— The task —
Below are some entries. Repeat exactly the lines from the one with "cli.source, TARGET_VERSION" through the one with "let logging = LoggingConfig::new()", and only those.

Stored items from a collection
= Beginning of Section =

//! AsyncAPI converter command-line tool.
//!
//! Reads an AsyncAPI 1.x document from a file or URL and prints it converted
//! to AsyncAPI 2.0.0-rc2.

mod error;
mod logging;
mod source;

use std::io::Write;
use std::path::PathBuf;
use std::process::ExitCode;

use clap::Parser;

use asyncapi_converter::{ConvertOptions, Converter, DecodeOrder, OutputFormat, TARGET_VERSION};

use crate::error::CliError;
use crate::logging::{events, LogFormat, LoggingConfig};
use crate::source::Source;

#[derive(Parser, Debug)]
#[command(
    name = "asyncapi-converter",
    about = "Convert AsyncAPI 1.x documents to AsyncAPI 2.0.0-rc2",
    version
)]
struct Cli {
    /// Path or http(s) URL of the document to convert (YAML or JSON).
    source: String,

    /// Application identifier written to `id` (default: derived from info.title).
    #[arg(long)]
    id: Option<String>,

    /// Emit YAML instead of JSON.
    #[arg(long = "to-yaml", alias = "toYAML")]
    to_yaml: bool,

    /// Write the converted document to this file instead of stdout.
    #[arg(short, long)]
    output: Option<PathBuf>,

    /// Try the YAML parser before the JSON parser.
    #[arg(long)]
    yaml_first: bool,

    /// Log level.
    #[arg(long, env = "ASYNCAPI_CONVERTER_LOG_LEVEL", default_value = "warn")]
    log_level: String,

    /// Log format (json or pretty).
    #[arg(
        long,
        env = "ASYNCAPI_CONVERTER_LOG_FORMAT",
        default_value = "pretty",
        value_parser = parse_log_format
    )]
    log_format: LogFormat,
}

fn parse_log_format(s: &str) -> Result<LogFormat, String> {
    LogFormat::parse(s)
        .ok_or_else(|| format!("unknown log format '{}' (expected json or pretty)", s))
}

impl Cli {
    fn output_format(&self) -> OutputFormat {
        if self.to_yaml {
            OutputFormat::Yaml
        } else {
            OutputFormat::Json
        }
    }

    fn convert_options(&self) -> ConvertOptions {
        let order = if self.yaml_first {
            DecodeOrder::YamlFirst
        } else {
            DecodeOrder::JsonFirst
        };
        let options = ConvertOptions::new().with_decode_order(order);
        match &self.id {
            Some(id) => options.with_id(id.clone()),
            None => options,
        }
    }
}

/// Read, convert and write one document.
fn convert(cli: &Cli) -> Result<(), CliError> {
    let source = Source::parse(&cli.source);
    let input = source.read()?;
    tracing::info!(
        event = events::DOCUMENT_LOADED,
        source = %source,
        bytes = input.len()
    );

    let converter = Converter::new(cli.convert_options());
    let output = converter.convert(&input, cli.output_format())?;

    match &cli.output {
        Some(path) => std::fs::write(path, &output)?,
        None => {
            let mut stdout = std::io::stdout().lock();
            stdout.write_all(&output)?;
            stdout.flush()?;
        }
    }

    tracing::info!(
        event = events::DOCUMENT_WRITTEN,
        destination = %cli.output.as_ref().map_or("stdout".into(), |p| p.display().to_string()),
        bytes = output.len()
    );
    Ok(())
}

/// Run the conversion and map the outcome to an exit code.
fn run_convert(cli: &Cli) -> ExitCode {
    match convert(cli) {
        Ok(()) => ExitCode::SUCCESS,
        Err(e) if e.is_up_to_date() => {
            tracing::info!(event = events::DOCUMENT_UP_TO_DATE, source = %cli.source);
            eprintln!(
                "{} is already an AsyncAPI {} document, nothing to convert",
                cli.source, TARGET_VERSION
            );
            ExitCode::SUCCESS
        }
        Err(e) => {
            tracing::error!(event = events::CONVERSION_FAILED, error = %e);
            eprintln!("error: {}", e);
            ExitCode::from(1)
        }
    }
}

fn main() -> ExitCode {
    let cli = Cli::parse();

    let logging = LoggingConfig::new()
        .with_log_level(cli.log_level.clone())
        .with_log_format(cli.log_format);
    if let Err(e) = logging::init_logging(&logging) {
        eprintln!("warning: {}", e);
    }

    run_convert(&cli)
}
//! Conversion pipeline benchmarks.
//!
//! Measures decoding, converting and re-encoding legacy `topics` documents
//! with a growing number of topics.
//!
//! Run with: cargo bench -p asyncapi-converter --bench conversion

use criterion::{black_box, criterion_group, criterion_main, BenchmarkId, Criterion};

use asyncapi_converter::{Converter, OutputFormat};

/// Generate an AsyncAPI 1.2.0 YAML document with N parameterized topics.
fn generate_document(topic_count: usize) -> String {
    let mut yaml = String::from(
        r#"asyncapi: "1.2.0"
info:
  title: Benchmark API
  version: "1.0.0"
baseTopic: bench.events
servers:
  - url: broker.example.com
    scheme: mqtt
    schemeVersion: "3.1.1"
security:
  - apiKey: []
topics:
"#,
    );

    for i in 0..topic_count {
        yaml.push_str(&format!(
            r#"  resource{i}.{{resourceId}}.updated:
    parameters:
      - schema:
          type: string
    publish:
      protocolInfo:
        mqtt:
          qos: 1
      payload:
        type: object
        properties:
          id:
            type: string
"#,
            i = i,
        ));
    }

    yaml
}

fn bench_conversion(c: &mut Criterion) {
    let mut group = c.benchmark_group("conversion");
    let converter = Converter::default();

    for count in [1, 10, 100] {
        let document = generate_document(count);
        for (label, format) in [("json", OutputFormat::Json), ("yaml", OutputFormat::Yaml)] {
            group.bench_with_input(
                BenchmarkId::new(label, count),
                &document,
                |b, document| {
                    b.iter(|| {
                        converter
                            .convert(black_box(document.as_bytes()), format)
                            .expect("benchmark document converts")
                    })
                },
            );
        }
    }

    group.finish();
}

criterion_group!(benches, bench_conversion);
criterion_main!(benches);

= End of Section =

— Task result —
                cli.source, TARGET_VERSION
            );
            ExitCode::SUCCESS
        }
        Err(e) => {
            tracing::error!(event = events::CONVERSION_FAILED, error = %e);
            eprintln!("error: {}", e);
            ExitCode::from(1)
        }
    }
}

fn main() -> ExitCode {
    let cli = Cli::parse();

    let logging = LoggingConfig::new()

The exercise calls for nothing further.